小さな変化 2

「はー! いい天気ね! もうすっかり暑いけど、ずっと部屋から出してもらえなかったからか、すがすがしい気分だわ!」


 レマディエ公爵領は南にあるため、夏の訪れも王都より早い。

 すっかり夏の装いになった庭をニナとともに歩きながら、セレアは空に向かって大きく伸びをした。


 ようやく今朝、ジルベールから部屋の外に出る許可が下りたのだ。

 ジルベールは宣言通りセレアが平熱に戻るまで絶対に部屋から出そうとしなかったが、今朝になって熱が完全に下がった。

 安静を取ってもう一日――と言い出したジルベールに、「これ以上部屋の中にいたら頭がおかしくなりそうよ!」と訴えて、何とか庭の散歩の許可をもぎ取ったのである。


「ジル様の心配性にも困ったものだわ!」

「それだけ奥様が大切なんですよ」


 ニナがくすくすと笑う。

 少し前まで「そんなわけないじゃない!」と反発心を起こしていたが、不思議とニナの言葉に反発する気になれず、セレアは「それでも心配が過ぎるわ」と頬を膨らませた。


「そういえばジル様は、今日の午後から瘴気溜まりのあった場所を見に行くんだったかしら?」

「ええ。魔物の討伐も大半が終わったようですので、瘴気溜まりのあった場所がどうなっているのかを確かめに行くのだそうです」


 瘴気溜まりや魔物の問題が解決しても、荒れた田畑を耕しなおすには時間がかかるし、すでに作付けの時期を過ぎてしまっているので、ジルベールは被害の大きかった瘴気溜まりに近い場所を回ってどの程度の援助が必要かを調べるのだそうだ。
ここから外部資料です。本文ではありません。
// Copyright (c) 2025 Steve Wagner (ciroque@live.com)
// SPDX-License-Identifier: MIT

//! Configuration files driving a real host.

use super::*;
use crate::host::{HostValue, InvocationRequest, TrapKind, WasmHost};
use std::io::Write;
use tempfile::NamedTempFile;

const GROWER_WAT: &str = r#"
(module
  (memory 1)
  (func (export "grow") (param i32) (result i32)
    local.get 0
    memory.grow)
  (func (export "spin")
    (loop $forever
      br $forever))
)
"#;

fn host_from_yaml(yaml: &str) -> WasmHost {
    let mut temp_file = NamedTempFile::new().unwrap();
    temp_file.write_all(yaml.as_bytes()).unwrap();
    let config = load_and_validate_config(temp_file.path()).unwrap();
    WasmHost::from_config(&config.engine).unwrap()
}

#[test]
fn test_memory_limit_denies_growth() {
    // Two pages: the initial one plus room for one more.
    let host = host_from_yaml("engine:\n  max_memory_bytes: 131072\n");
    let module = host
        .load_bytes("grower", &wat::parse_str(GROWER_WAT).unwrap())
        .unwrap();
    let mut instance = host.instantiate(&module).unwrap();

    let grown = host.call(&module, &mut instance, &InvocationRequest::new("grow", ["1"]));
    assert_eq!(grown.values(), Some(&[HostValue::I32(1)][..]));

    let denied = host.call(&module, &mut instance, &InvocationRequest::new("grow", ["1"]));
    assert_eq!(denied.values(), Some(&[HostValue::I32(-1)][..]));
}

#[test]
fn test_requested_fuel_is_clamped() {
    let host = host_from_yaml("engine:\n  fuel:\n    default: 10\n");
    assert_eq!(host.engine().fuel_per_call(), consts::MIN_FUEL_LEVEL);

    let module = host
        .load_bytes("grower", &wat::parse_str(GROWER_WAT).unwrap())
        .unwrap();
    let result = host.call_once(&module, &InvocationRequest::new("spin", Vec::<String>::new()));
    assert_eq!(result.trap(), Some(&TrapKind::OutOfFuel));
}

#[test]
fn test_module_size_limit_applies_to_files() {
    let host = host_from_yaml("engine:\n  max_module_bytes: 8\n");
    let mut module_file = NamedTempFile::new().unwrap();
    module_file
        .write_all(&wat::parse_str(GROWER_WAT).unwrap())
        .unwrap();

    assert!(matches!(
        host.load_file(module_file.path()),
        Err(crate::errors::HostError::ModuleTooLarge { max: 8, .. })
    ));
}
 瘴気溜まりが発生している領地は国からの税金の一部が免除されるが、瘴気溜まりが消えたので今年からレマディエ公爵領に対する税金の優遇はなくなる。だからと言って作付け時期に畑作業ができなかった農民がすぐに税を収められるはずもなく、その部分については補填が必要なのだ。


(税金の仕組みって詳しくないけど、国と領地に、この地域に住まわせてくださいっていう税金と、収入に対しての税金があるのよね?)


 通関税とか、もっと他にもあるみたいだが、そのあたりのことになるとチンプンカンプンなので置いておく。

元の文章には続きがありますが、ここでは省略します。